#### Records
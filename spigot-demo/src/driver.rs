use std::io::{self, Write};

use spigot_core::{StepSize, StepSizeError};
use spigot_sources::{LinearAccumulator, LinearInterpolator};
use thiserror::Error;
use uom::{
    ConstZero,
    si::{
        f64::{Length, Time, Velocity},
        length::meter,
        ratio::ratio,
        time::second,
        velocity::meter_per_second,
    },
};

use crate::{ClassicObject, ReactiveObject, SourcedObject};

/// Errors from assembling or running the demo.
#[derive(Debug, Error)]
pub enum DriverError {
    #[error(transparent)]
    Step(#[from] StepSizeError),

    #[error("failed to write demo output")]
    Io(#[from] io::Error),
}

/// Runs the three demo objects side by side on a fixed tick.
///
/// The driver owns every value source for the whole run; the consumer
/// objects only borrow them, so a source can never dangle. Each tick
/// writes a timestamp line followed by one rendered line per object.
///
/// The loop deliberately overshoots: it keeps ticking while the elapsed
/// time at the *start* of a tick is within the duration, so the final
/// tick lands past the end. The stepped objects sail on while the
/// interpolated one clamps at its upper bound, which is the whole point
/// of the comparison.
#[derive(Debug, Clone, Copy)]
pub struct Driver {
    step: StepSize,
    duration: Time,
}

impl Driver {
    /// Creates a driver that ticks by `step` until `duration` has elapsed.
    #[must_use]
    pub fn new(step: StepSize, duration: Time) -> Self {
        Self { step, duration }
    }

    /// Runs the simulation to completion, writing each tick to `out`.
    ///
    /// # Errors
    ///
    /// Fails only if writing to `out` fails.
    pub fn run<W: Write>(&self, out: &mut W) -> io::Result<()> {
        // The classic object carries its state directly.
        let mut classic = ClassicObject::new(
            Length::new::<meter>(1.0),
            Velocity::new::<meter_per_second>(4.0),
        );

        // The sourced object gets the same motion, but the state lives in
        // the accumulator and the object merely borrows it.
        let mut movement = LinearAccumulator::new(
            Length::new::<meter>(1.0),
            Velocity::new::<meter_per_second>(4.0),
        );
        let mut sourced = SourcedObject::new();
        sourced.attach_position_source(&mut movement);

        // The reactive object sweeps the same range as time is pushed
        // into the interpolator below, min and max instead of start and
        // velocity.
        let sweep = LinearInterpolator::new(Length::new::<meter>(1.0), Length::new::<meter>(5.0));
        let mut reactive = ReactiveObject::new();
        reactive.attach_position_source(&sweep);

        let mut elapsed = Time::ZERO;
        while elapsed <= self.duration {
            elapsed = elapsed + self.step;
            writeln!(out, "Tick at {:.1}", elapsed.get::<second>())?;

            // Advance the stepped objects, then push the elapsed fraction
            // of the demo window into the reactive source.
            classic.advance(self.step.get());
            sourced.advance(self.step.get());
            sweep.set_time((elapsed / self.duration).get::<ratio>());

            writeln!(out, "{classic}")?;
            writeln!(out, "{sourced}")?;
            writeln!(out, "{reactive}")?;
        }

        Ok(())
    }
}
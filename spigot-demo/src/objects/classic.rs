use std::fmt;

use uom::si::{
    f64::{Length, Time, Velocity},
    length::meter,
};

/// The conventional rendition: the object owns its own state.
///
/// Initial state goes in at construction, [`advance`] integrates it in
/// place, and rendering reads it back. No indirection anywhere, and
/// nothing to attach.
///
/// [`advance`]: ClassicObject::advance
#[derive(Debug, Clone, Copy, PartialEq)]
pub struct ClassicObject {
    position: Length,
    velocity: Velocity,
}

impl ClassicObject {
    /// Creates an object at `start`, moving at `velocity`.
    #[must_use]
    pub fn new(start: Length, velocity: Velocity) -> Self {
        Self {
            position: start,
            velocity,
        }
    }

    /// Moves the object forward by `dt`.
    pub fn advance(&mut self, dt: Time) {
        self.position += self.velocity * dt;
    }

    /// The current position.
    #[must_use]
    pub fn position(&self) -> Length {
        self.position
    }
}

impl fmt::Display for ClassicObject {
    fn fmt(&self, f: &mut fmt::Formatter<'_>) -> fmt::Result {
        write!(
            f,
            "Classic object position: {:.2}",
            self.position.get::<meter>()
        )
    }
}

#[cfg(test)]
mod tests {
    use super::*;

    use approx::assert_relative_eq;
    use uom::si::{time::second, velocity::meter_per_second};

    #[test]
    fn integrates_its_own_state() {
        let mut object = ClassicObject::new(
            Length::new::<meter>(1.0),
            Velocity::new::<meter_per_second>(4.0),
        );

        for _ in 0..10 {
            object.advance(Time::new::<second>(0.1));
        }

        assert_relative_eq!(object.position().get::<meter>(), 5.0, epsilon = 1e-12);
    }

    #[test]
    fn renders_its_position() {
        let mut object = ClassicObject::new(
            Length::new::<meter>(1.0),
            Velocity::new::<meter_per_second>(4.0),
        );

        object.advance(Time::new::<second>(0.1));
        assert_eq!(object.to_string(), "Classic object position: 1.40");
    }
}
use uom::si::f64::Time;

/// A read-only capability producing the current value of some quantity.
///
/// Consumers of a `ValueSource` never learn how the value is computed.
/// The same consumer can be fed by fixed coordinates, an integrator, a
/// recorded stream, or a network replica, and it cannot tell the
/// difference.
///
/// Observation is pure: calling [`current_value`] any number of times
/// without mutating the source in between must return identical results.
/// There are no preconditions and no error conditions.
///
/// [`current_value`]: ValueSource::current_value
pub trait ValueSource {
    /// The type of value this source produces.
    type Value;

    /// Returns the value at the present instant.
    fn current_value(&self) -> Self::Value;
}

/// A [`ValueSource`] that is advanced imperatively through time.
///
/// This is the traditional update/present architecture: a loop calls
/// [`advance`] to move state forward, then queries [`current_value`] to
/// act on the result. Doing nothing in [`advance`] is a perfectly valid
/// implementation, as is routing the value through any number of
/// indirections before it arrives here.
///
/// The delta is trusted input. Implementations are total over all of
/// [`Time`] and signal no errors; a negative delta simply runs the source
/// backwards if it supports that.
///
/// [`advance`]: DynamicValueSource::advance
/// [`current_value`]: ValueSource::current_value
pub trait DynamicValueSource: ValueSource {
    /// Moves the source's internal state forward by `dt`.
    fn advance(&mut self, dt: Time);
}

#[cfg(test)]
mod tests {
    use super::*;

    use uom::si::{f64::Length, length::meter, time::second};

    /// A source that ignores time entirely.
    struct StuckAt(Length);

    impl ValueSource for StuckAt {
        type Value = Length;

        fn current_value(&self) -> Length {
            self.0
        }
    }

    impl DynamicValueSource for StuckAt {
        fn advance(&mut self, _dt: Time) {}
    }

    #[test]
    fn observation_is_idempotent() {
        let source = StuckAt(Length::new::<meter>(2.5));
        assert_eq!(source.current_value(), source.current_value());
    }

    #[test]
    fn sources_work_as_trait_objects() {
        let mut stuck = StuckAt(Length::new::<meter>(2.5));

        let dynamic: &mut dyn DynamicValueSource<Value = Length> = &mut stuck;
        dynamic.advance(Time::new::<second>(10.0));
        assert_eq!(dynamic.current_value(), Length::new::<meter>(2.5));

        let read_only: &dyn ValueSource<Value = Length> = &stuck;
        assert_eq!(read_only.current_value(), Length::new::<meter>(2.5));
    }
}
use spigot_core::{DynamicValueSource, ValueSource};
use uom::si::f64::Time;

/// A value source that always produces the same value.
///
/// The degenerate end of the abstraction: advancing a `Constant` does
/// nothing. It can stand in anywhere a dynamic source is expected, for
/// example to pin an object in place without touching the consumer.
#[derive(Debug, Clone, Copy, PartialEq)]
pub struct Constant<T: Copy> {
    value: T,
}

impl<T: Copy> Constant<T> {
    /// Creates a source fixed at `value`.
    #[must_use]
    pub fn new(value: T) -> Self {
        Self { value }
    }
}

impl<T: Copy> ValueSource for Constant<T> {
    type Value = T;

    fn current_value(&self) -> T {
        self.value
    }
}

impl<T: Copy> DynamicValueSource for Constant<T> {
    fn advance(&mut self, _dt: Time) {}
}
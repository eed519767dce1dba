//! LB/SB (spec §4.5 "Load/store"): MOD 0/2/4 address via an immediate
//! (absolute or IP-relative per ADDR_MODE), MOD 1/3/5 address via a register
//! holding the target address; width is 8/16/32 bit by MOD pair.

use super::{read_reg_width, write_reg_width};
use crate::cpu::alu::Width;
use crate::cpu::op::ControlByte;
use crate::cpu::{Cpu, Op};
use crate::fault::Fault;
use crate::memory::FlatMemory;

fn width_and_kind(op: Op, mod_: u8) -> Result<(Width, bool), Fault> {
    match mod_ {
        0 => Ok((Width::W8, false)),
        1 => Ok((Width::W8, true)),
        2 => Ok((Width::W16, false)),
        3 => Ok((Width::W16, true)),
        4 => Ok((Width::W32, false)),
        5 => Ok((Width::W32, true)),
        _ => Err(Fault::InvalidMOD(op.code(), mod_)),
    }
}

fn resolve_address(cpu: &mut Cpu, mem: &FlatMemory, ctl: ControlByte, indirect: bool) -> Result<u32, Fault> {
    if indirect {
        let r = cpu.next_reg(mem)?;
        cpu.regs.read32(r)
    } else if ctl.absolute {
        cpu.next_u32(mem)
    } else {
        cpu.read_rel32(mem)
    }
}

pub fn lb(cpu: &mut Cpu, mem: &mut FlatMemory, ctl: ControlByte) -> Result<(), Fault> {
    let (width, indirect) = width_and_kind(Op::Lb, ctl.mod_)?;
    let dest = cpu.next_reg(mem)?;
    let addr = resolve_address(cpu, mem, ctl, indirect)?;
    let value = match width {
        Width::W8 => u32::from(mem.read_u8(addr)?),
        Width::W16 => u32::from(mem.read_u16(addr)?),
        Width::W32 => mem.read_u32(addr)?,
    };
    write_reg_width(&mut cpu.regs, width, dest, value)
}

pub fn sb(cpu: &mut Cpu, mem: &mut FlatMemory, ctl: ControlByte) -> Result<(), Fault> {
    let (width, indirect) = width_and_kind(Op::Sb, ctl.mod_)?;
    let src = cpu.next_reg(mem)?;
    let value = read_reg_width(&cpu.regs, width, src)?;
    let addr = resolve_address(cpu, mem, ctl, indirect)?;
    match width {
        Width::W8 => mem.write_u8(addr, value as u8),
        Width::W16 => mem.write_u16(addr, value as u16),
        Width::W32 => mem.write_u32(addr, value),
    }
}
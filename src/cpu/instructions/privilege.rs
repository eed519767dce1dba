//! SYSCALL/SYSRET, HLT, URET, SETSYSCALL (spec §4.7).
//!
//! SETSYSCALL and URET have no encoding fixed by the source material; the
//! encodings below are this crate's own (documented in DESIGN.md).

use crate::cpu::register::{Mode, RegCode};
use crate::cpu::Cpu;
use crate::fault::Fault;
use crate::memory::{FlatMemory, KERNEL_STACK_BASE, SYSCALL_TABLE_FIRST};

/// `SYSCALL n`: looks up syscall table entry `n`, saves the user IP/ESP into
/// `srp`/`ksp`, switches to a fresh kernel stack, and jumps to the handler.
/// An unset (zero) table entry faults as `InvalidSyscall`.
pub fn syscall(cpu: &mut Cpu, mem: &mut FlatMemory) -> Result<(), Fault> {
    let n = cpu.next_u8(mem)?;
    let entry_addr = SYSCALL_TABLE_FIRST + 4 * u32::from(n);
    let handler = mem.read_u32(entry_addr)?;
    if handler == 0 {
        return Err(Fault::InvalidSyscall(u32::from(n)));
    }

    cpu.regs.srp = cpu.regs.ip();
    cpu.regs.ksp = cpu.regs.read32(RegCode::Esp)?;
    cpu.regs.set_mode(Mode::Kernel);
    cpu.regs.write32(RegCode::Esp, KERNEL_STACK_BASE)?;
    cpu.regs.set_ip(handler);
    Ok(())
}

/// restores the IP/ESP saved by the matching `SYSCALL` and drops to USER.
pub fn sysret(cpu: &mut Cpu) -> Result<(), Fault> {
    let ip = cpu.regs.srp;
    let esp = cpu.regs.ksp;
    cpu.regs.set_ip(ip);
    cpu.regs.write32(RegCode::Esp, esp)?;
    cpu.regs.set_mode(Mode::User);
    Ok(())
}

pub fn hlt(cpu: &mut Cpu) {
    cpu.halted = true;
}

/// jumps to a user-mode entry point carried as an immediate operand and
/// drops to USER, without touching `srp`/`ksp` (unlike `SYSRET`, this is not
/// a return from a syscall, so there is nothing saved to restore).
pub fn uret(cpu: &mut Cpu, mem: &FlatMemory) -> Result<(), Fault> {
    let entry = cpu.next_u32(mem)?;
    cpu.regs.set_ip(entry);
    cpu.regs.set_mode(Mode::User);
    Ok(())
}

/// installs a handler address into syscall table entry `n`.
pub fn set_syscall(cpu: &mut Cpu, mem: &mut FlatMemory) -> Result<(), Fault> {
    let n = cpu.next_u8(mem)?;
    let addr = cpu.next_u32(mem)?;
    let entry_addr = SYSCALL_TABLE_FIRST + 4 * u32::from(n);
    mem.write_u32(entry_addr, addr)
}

#### Exercise aim
Check each line above for the string "present" and copy the ones that have it.

#### Reply to the task
    /// Returns the value at the present instant.
/// This is the traditional update/present architecture: a loop calls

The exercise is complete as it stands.